Maria and I recently visited Susan and Mark, old friends of ours who live in North Carolina, and we were at a loss for something to fill a Saturday afternoon. The women wanted to go to shopping for drapes to match the cushions, or vice versa, which to me seemed only marginally less painful than having a root canal. Mark agreed, and as he flipped through the local paper we found the answer: a gun and knife show.

Neither of us owns guns or non-kitchen knives, so we figured we’d get an education.

The show was held in a cavernous building that must have been two hundred yards on a side. The admission fee was ten bucks, and there were two lines to get in: one for unarmed customers, and one for those “carrying.” It was perfectly okay to bring a gun. They just wanted to be sure it wasn’t loaded when you walked through the door.

However, they didn’t frisk anyone to see if they had a pocketful of bullets. And there were a dozen vendors inside eagerly selling every variety of ammunition, clips, autoloaders, silencers, scopes, and other deadly accessories, so if someone had come to the gun show with mayhem in mind, there wasn’t much to stop them. Except, I suppose, the deterrent effect of the other 200 gun-loving patrons, surrounded by weaponry, who presumably would turn the shooter into a multi-ventilated shadow of his or her former self before too many shots had been fired.

The first table we visited was a knife display. These weren’t your grandma’s knives – there were razor-sharp mini-scimitars, Bowie knives longer than David Bowie’s list of hit songs, and tiny purse-friendly switchblades in designer neon colors. They even had a medieval-looking hand weapon that consisted of a leather-wrapped stick with one, two, or three spiked metal balls dangling from the end on an eight-inch chain.

I wanted a picture, and was positioning my smartphone over the table to snap a shot when a grizzled guy chomping an unlit cigar appeared on the other side of the table.

“No pictures of the flails,” he rumbled. Feeling foolish, I pocketed my phone and picked up the two-ball model, as if testing its heft.

“Pretty nice,” I said, clueless as to what to look for in a quality flail. “How much?”

“Single ball twenty bucks, two for thirty, three for forty. Stainless steel balls, genuine leather grip. Handle’s hardwood.”

He awaited my reply. In my khaki shorts, New Balance walking shoes, and gray cotton golf sweater, I didn’t fit his usual customer profile. We moved on.

A guy walked by with a rifle slung over his shoulder, and I realized why people brought weapons: sticking out of the barrel was a wooden dowel with a paper sign taped onto it reading: “FOR SALE OR TRADE.” It reminded me of the popgun rifle Wile E Coyote points at the Roadrunner that shoots out a flag reading “BANG” when he pulls the trigger.

The next table was arrayed with 50 rifles in a row, each chained to the next so you couldn’t raise them much above table height. Their burnished wooden stocks and oiled barrels gleamed in the harsh fluorescent lights.
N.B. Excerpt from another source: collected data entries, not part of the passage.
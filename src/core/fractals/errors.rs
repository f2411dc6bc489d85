use std::{error::Error, fmt};

#[derive(Debug, Clone, PartialEq, Eq)]
pub enum FormulaError {
    UnknownFormula(String),
}

impl fmt::Display for FormulaError {
    fn fmt(&self, f: &mut fmt::Formatter<'_>) -> fmt::Result {
        match self {
            Self::UnknownFormula(id) => {
                write!(f, "unknown fractal formula '{}'", id)
            }
        }
    }
}

impl Error for FormulaError {}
Similarly, the handgun tables had hundreds of sinister-looking weapons, from petite two-shot ladies’ pistols (the vendor’s description, not mine) to hulking hand cannons that would terrify Dirty Harry.

The sheer number and variety was staggering. We approached a rifle vendor and I picked up a small-bore shotgun. At a loss for words, and inspired perhaps by the walking FOR SALE gun signs, I asked, in my best Elmer Fudd voice:

“Excuse me – would this be good for hunting the wascally wabbit?”

The guy behind the table smiled thinly and turned away, clearly not interested in such nonsense.

I actually considered buying a self-defense baton. These are metal sticks that, when you flick your wrist, telescope in length from one foot to nearly three feet. Tapering to a dull point, it locks open and will only collapse again if you strike the tip solidly on a hard floor.

“Say you’re in a parking lot, and some guy’s comin’ at you with a broken beer bottle,” the seller proudly explained.”You can whip that open and give him a hot rap on the head or arm or leg or whatever, make him feel some real pain, from a couple feet away.”

He jabbed the end of the extended stick at my midsection and chuckled.

“And a poke with this here into some soft tissue can be very persuasive.”

I resented the insuinuation that my abs constituted “soft tissue,” or rather, that he could so readily discern that. But he was right: that hard metal stick created a well-defined, non-negotiable boundary between us.It seemed like a bargain for only 25 bucks. But then, I’ve been around for sixty years and haven’t yet found myself in need of a “soft tissue persuader” or head rapper.

So why would I need one now? I’ll just avoid honky tonk bars at closing time and save myself the money. I passed on the deceptively innocuous-sounding baton. But I couldn’t resist asking the vendor before I left:

“Could I use this to whack a wascally wabbit?”